An article in New England IN-HOUSE, Jan. 2012 at 11, extends the analysis to some countries not previously covered here. The article says that “the majority of EU countries – including France, Austria, Finland, Poland and Germany – appear to have no privilege for communications with in-house counsel.” It adds that “Brazil is reported to recognize a strong form of attorney-client privilege … while in Russia there seems to be no privilege for in-house counsel.” Commentators are unsure about the privilege in India and “there appears to be no attorney-client privilege in China.” The language betrays unknowns and uncertainties, but that is part of the problem with the privilege.
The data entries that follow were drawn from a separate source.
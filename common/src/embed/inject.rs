// common/src/embed/inject.rs
//! Storage intercept injection into embedded app HTML.
use crate::models::InterceptConfiguration;
use crate::utils::escape_html_attr;

/// `name` of the `<meta>` tag carrying the override map
pub const INTERCEPT_META_NAME: &str = "bloud-intercepts";

/// Runs inside the app document and patches IndexedDB/localStorage reads.
const INTERCEPT_SCRIPT: &str = include_str!("intercept.js");

/// `<meta>` + `<script>` block for `config`, or `None` when there is nothing
/// to override.
pub fn build_injection_payload(config: &InterceptConfiguration) -> Option<String> {
    if config.is_empty() {
        return None;
    }

    let json = match serde_json::to_string(config) {
        Ok(json) => json,
        Err(e) => {
            tracing::warn!("Failed to serialize intercept configuration: {}", e);
            return None;
        }
    };

    Some(format!(
        "<meta name=\"{}\" content=\"{}\">\n<script>\n{}</script>\n",
        INTERCEPT_META_NAME,
        escape_html_attr(&json),
        INTERCEPT_SCRIPT
    ))
}

/// Insert `payload` right after the opening `<head>` tag, else after the
/// doctype, else at the very start.
pub fn inject_into_html(html: &str, payload: &str) -> String {
    let at = head_insert_position(html)
        .or_else(|| doctype_insert_position(html))
        .unwrap_or(0);

    let mut out = String::with_capacity(html.len() + payload.len());
    out.push_str(&html[..at]);
    out.push_str(payload);
    out.push_str(&html[at..]);
    out
}

fn head_insert_position(html: &str) -> Option<usize> {
    let lower = html.to_ascii_lowercase();
    let mut from = 0;
    while let Some(found) = lower[from..].find("<head") {
        let start = from + found;
        let after = start + "<head".len();
        // skip <header>
        match lower.as_bytes().get(after) {
            Some(b'>') | Some(b' ') | Some(b'\t') | Some(b'\n') | Some(b'\r') | Some(b'/') => {
                return lower[after..].find('>').map(|end| after + end + 1);
            }
            _ => from = after,
        }
    }
    None
}

fn doctype_insert_position(html: &str) -> Option<usize> {
    let lower = html.to_ascii_lowercase();
    let start = lower.find("<!doctype")?;
    lower[start..].find('>').map(|end| start + end + 1)
}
Since my first metapost on the privilege, another baker’s dozen have appeared (See my post of Feb. 23, 2008: steps to protect attorney-client privilege for in-house litigators; Sept. 9, 2008: an intractable tension between giving business and legal advice; Feb. 13, 2009: technology may put privilege at risk; May 10, 2009: audits in a country by a law department seeking legal problems; Feb. 9, 2010 #1: possible change in France; March 9, 2010 #4: use outside counsel for internal investigations; March 22, 2010: argument to separate claims work from legal work; Dec. 16, 2010: e-mail practices and attorney-client privilege; June 17, 2010: equivocal comments about in-house lawyers in India and the privilege; Jan. 12, 2011: Gucci’s loss of privilege since GC was not admitted to practice law; April 25, 2011 #1: explanation of Akzo Nobel decision; Dec. 22, 2011 #4: litigation funding and loss of privilege; and Dec. 31, 2011: dual roles as GC and head of compliance raise privilege tensions.).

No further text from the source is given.